The ones you are calling gold are mainly argente and resessive yellow. The blacks are all pied black. The one is pied, not fox. They long haired are poor angora. Your mice look greasy and are probably overcrowded and those bins just dont have enough ventilation. They can work...but you need to put mesh on the sides to allow more airflow. http://www.jacksmousery.com/makingbincages.htm has great step by step instructions with photos.


----------



## Frizzle (Oct 6, 2011)

Firstly, (not gruffing) wanted to say there is nothing wrong with homemade racking systems, but am curious how is yours ventilated?

Pepper: Longhaired, pied black
Minky: Pied argente (if under coat is grey/blue)
No name #1: Agouti
No name #2: ?
Sweetpea: Pied agouti
No name #3: Chinchila? Tan hairs crop up as a fault an often pool in the genital area, the tan gene has a different look. Try placeing her next to a window with natural light to get a better belly picture.
No name #4: Pied argente (same as minky for how to check)
Peaches: Broken Brindle
Baby: Pied black
Moo Moo: Pied black
No name #5: Satomg. longhaired, lilac?
No name #6: Pied argente, longhaired
No name #7 Self black

If the ones pegged argente do not have blue/grey roots throughout their fur, then there is a chance they are undermarked brindles or recessive yellows (depending on area).
Also, how do you mean bath? And I'm sure you're going to get questions about what you're feeding and etc... based on coat conditions, but I must run to class.
Hope I helped with colors!

Edit: Canycorn beat me, but I must run!


----------



## Pandapop (Jul 27, 2012)

Thank you for the reply!

In my defense however, more than half of the mice were bought just two days ago. The condition of the mouse cages from the pet store was... horrible.

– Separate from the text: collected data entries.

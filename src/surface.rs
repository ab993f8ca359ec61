use std::path::Path;

use image::{imageops, Rgba, RgbaImage};
use imageproc::drawing::{draw_hollow_circle_mut, draw_hollow_rect_mut, draw_text_mut};
use imageproc::rect::Rect;
use rusttype::{Font, Scale};

use crate::error::{Error, Result};
use crate::recolor::PixelBuffer;
use crate::region::BoundingRegion;
use crate::state::{self, SharedState};

/// Font size and fill color used by [`Surface::draw_text`].
#[derive(Debug, Clone, Copy, PartialEq)]
pub struct TextStyle {
    pub size: f32,
    pub color: Rgba<u8>,
}

impl Default for TextStyle {
    fn default() -> Self {
        Self {
            size: 18.0,
            color: Rgba([0xcb, 0x9e, 0xff, 0xff]),
        }
    }
}

/// The drawing target the pipeline composites onto.
///
/// All coordinates are in the surface's own pixel space. Reading outside the surface yields
/// transparent black, writing outside of it is clipped.
pub trait Surface {
    fn size(&self) -> (u32, u32);

    /// Draws a whole video frame, stretched to cover the surface.
    fn draw_frame(&mut self, frame: &RgbaImage);

    /// Copies `region` into `buffer`, reshaping the buffer to the region's size.
    fn read_region(&self, region: &BoundingRegion, buffer: &mut PixelBuffer);

    /// Copies `buffer` back with its top-left corner at `(x, y)`.
    fn write_region(&mut self, buffer: &PixelBuffer, x: i32, y: i32);

    fn set_text_style(&mut self, style: TextStyle);

    /// Draws `text` with its baseline starting at `(x, y)`.
    fn draw_text(&mut self, text: &str, x: i32, y: i32);

    fn draw_rect_outline(&mut self, x: i32, y: i32, width: u32, height: u32, color: Rgba<u8>);

    fn draw_circle_outline(&mut self, x: i32, y: i32, radius: i32, color: Rgba<u8>);

    /// Called once the cycle's drawing is complete.
    fn present(&mut self) {}
}

/// Overlap of a `len`-long span starting at `start` with `0..limit`, as
/// `(offset into the span, offset into 0..limit, length)`.
fn clip_span(start: i32, len: u32, limit: u32) -> Option<(u32, u32, u32)> {
    let begin = i64::from(start).max(0);
    let end = (i64::from(start) + i64::from(len)).min(i64::from(limit));
    if begin >= end {
        return None;
    }
    Some((
        (begin - i64::from(start)) as u32,
        begin as u32,
        (end - begin) as u32,
    ))
}

// DejaVu Serif, see assets/DejaVuSerif-LICENSE
const DEFAULT_FONT: &[u8] = include_bytes!("../assets/DejaVuSerif.ttf");

/// The bundled serif font used for overlay text unless another one is configured.
pub fn default_font() -> Option<Font<'static>> {
    Font::try_from_bytes(DEFAULT_FONT)
}

/// A [`Surface`] backed by an in-memory RGBA image.
pub struct ImageSurface {
    canvas: RgbaImage,
    style: TextStyle,
    font: Option<Font<'static>>,
    sink: Option<SharedState>,
}

impl ImageSurface {
    /// A transparent canvas that draws text with [`default_font`].
    pub fn new(width: u32, height: u32) -> Self {
        let font = default_font();
        if font.is_none() {
            log::error!("bundled font is unreadable, text will not be drawn");
        }
        Self {
            canvas: RgbaImage::new(width, height),
            style: TextStyle::default(),
            font,
            sink: None,
        }
    }

    /// Publishes the canvas to `shared` on every [`Surface::present`].
    pub fn with_sink(mut self, shared: SharedState) -> Self {
        self.sink = Some(shared);
        self
    }

    /// Replaces the bundled font.
    pub fn with_font(mut self, font: Font<'static>) -> Self {
        self.font = Some(font);
        self
    }

    /// Loads a TrueType/OpenType font for text drawing.
    pub fn load_font(path: &Path) -> Result<Font<'static>> {
        let bytes = std::fs::read(path).map_err(|source| Error::Io {
            path: path.to_path_buf(),
            source,
        })?;
        Font::try_from_vec(bytes)
            .ok_or_else(|| Error::Config(format!("{} is not a usable font", path.display())))
    }

    pub fn canvas(&self) -> &RgbaImage {
        &self.canvas
    }

    pub fn text_style(&self) -> TextStyle {
        self.style
    }
}

impl Surface for ImageSurface {
    fn size(&self) -> (u32, u32) {
        self.canvas.dimensions()
    }

    fn draw_frame(&mut self, frame: &RgbaImage) {
        if frame.dimensions() == self.canvas.dimensions() {
            self.canvas.copy_from_slice(frame.as_raw());
        } else {
            let (w, h) = self.canvas.dimensions();
            self.canvas = imageops::resize(frame, w, h, imageops::FilterType::Triangle);
        }
    }

    fn read_region(&self, region: &BoundingRegion, buffer: &mut PixelBuffer) {
        buffer.reshape(region.width, region.height);
        let (cw, ch) = self.canvas.dimensions();
        let (Some((bx, sx, w)), Some((by, sy, h))) = (
            clip_span(region.min_x, region.width, cw),
            clip_span(region.min_y, region.height, ch),
        ) else {
            return;
        };

        let src = self.canvas.as_raw();
        let dst_stride = region.width as usize * 4;
        let dst = buffer.as_raw_mut();
        for row in 0..h as usize {
            let s = ((sy as usize + row) * cw as usize + sx as usize) * 4;
            let d = (by as usize + row) * dst_stride + bx as usize * 4;
            let n = w as usize * 4;
            dst[d..d + n].copy_from_slice(&src[s..s + n]);
        }
    }

    fn write_region(&mut self, buffer: &PixelBuffer, x: i32, y: i32) {
        let (cw, ch) = self.canvas.dimensions();
        let (Some((bx, dx, w)), Some((by, dy, h))) = (
            clip_span(x, buffer.width(), cw),
            clip_span(y, buffer.height(), ch),
        ) else {
            return;
        };

        let src = buffer.as_raw();
        let src_stride = buffer.width() as usize * 4;
        let dst: &mut [u8] = &mut self.canvas;
        for row in 0..h as usize {
            let s = (by as usize + row) * src_stride + bx as usize * 4;
            let d = ((dy as usize + row) * cw as usize + dx as usize) * 4;
            let n = w as usize * 4;
            dst[d..d + n].copy_from_slice(&src[s..s + n]);
        }
    }

    fn set_text_style(&mut self, style: TextStyle) {
        self.style = style;
    }

    fn draw_text(&mut self, text: &str, x: i32, y: i32) {
        let Some(font) = &self.font else {
            return;
        };
        // imageproc places the glyph box's top edge at `y`.
        let top = y - self.style.size.round() as i32;
        draw_text_mut(
            &mut self.canvas,
            self.style.color,
            x,
            top,
            Scale::uniform(self.style.size),
            font,
            text,
        );
    }

    fn draw_rect_outline(&mut self, x: i32, y: i32, width: u32, height: u32, color: Rgba<u8>) {
        if width == 0 || height == 0 {
            return;
        }
        draw_hollow_rect_mut(&mut self.canvas, Rect::at(x, y).of_size(width, height), color);
    }

    fn draw_circle_outline(&mut self, x: i32, y: i32, radius: i32, color: Rgba<u8>) {
        draw_hollow_circle_mut(&mut self.canvas, (x, y), radius, color);
    }

    fn present(&mut self) {
        if let Some(shared) = &self.sink {
            state::lock(shared).image = Some(self.canvas.clone());
        }
    }
}

#[cfg(test)]
mod tests {
    use super::*;

    fn gradient(width: u32, height: u32) -> RgbaImage {
        RgbaImage::from_fn(width, height, |x, y| Rgba([x as u8, y as u8, 7, 255]))
    }

    #[test]
    fn read_inside_copies_pixels() {
        let mut surface = ImageSurface::new(32, 16);
        surface.draw_frame(&gradient(32, 16));

        let mut buffer = PixelBuffer::default();
        let region = BoundingRegion { min_x: 4, min_y: 2, width: 3, height: 2 };
        surface.read_region(&region, &mut buffer);

        assert_eq!((buffer.width(), buffer.height()), (3, 2));
        assert_eq!(buffer.pixel(0, 0), Rgba([4, 2, 7, 255]));
        assert_eq!(buffer.pixel(2, 1), Rgba([6, 3, 7, 255]));
    }

    #[test]
    fn read_outside_is_transparent_black() {
        let mut surface = ImageSurface::new(8, 8);
        surface.draw_frame(&gradient(8, 8));

        let mut buffer = PixelBuffer::default();
        let region = BoundingRegion { min_x: -2, min_y: 6, width: 4, height: 4 };
        surface.read_region(&region, &mut buffer);

        assert_eq!(buffer.pixel(0, 0), Rgba([0, 0, 0, 0]));
        assert_eq!(buffer.pixel(2, 0), Rgba([0, 6, 7, 255]));
        assert_eq!(buffer.pixel(3, 1), Rgba([1, 7, 7, 255]));
        assert_eq!(buffer.pixel(3, 2), Rgba([0, 0, 0, 0]));
    }

    #[test]
    fn write_is_clipped_at_the_edges() {
        let mut surface = ImageSurface::new(4, 4);
        let red = Rgba([255, 0, 0, 255]);
        let buffer = PixelBuffer::filled(3, 3, red);
        surface.write_region(&buffer, 2, -1);

        let canvas = surface.canvas();
        assert_eq!(*canvas.get_pixel(2, 0), red);
        assert_eq!(*canvas.get_pixel(3, 1), red);
        assert_eq!(*canvas.get_pixel(1, 0), Rgba([0, 0, 0, 0]));
        assert_eq!(*canvas.get_pixel(2, 2), Rgba([0, 0, 0, 0]));

        // entirely off-surface writes do nothing
        surface.write_region(&buffer, 10, 10);
    }

    #[test]
    fn frames_are_stretched_to_the_surface() {
        let mut surface = ImageSurface::new(20, 10);
        surface.draw_frame(&RgbaImage::from_pixel(40, 20, Rgba([9, 9, 9, 255])));
        assert_eq!(surface.canvas().dimensions(), (20, 10));
        assert_eq!(*surface.canvas().get_pixel(10, 5), Rgba([9, 9, 9, 255]));
    }

    #[test]
    fn text_is_drawn_with_the_bundled_font() {
        let mut surface = ImageSurface::new(120, 40);
        surface.draw_text("60 fps", 15, 20);

        let touched = (15..80)
            .flat_map(|x| (0..25).map(move |y| (x, y)))
            .any(|(x, y)| *surface.canvas().get_pixel(x, y) != Rgba([0, 0, 0, 0]));
        assert!(touched);
        // nothing below the line
        assert!(surface.canvas().enumerate_pixels().all(|(_, y, p)| y < 30 || p.0 == [0; 4]));
    }

    #[test]
    fn read_write_round_trip_leaves_canvas_unchanged() {
        let mut surface = ImageSurface::new(16, 16);
        surface.draw_frame(&gradient(16, 16));
        let before = surface.canvas().clone();

        let mut buffer = PixelBuffer::default();
        let region = BoundingRegion { min_x: 3, min_y: 5, width: 6, height: 4 };
        surface.read_region(&region, &mut buffer);
        surface.write_region(&buffer, region.min_x, region.min_y);

        assert_eq!(surface.canvas(), &before);
    }
}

I'll get the supplies needed to 'upgrade' my bins to be more suitable, thank you for the advice. c:

@Frizzle:

I had holes drilled into the sides of the bins, but you can't see it from the pictures. I'm going to go with mesh ventilation once I get the supplies.

I feed my mice brands like Purina or Kaytee's, and they get lots of healthy veggies (ones they can eat, I do my research) and fruits. I clean their cages every three days (not quite so often with heavily preggo moms, as I don't want to stress them out), give them fresh water at least twice a day (sometimes more if they get their bedding into the bowls) and clean their wheels when they get dirty. :c


----------



## candycorn (Oct 31, 2011)

Yeah I missed that...you can't give mice a bath without risking their life. They get too cold to fast if you are using water. 
I am assuming you breed feeders (which is fine on this site) and are feeding very cheap dog food or poor seed mix? Ease up on the fruit as it can cause diarrea. Add milkbones and conceder getting lab block. Google Native Earth for great bulk food. It really shows in their health. They are greasy and out of condition. Ventilation will help. And healty mice will equal healthy reptiles!
You also need to switch to water bottles. The mesh gives you a place to hang them. Less work for you. Better for the mice!
Thank you for trying. Don't think we are picking on you, just helping to make healthy mice!


----------



## Pandapop (Jul 27, 2012)

Oh, I missed the bathing part. 
I use pet wipes or mild shampoos on my mice. I'm aware that bathing mice can remove the natural oil from their coats, but I've never had a mouse become ill after it was bathed... I've only ever really lost mice from old age... and I bathe them in the bathroom sink. The bathroom is always warm; around 78 degrees farenheit most of the time. I take a washcloth and dry them off, too. They stick around in the bathroom until they're mostly dried. c:

I don't breed my mice for feeders, I really just can't do it. My mice are my pets, and I care very much for them.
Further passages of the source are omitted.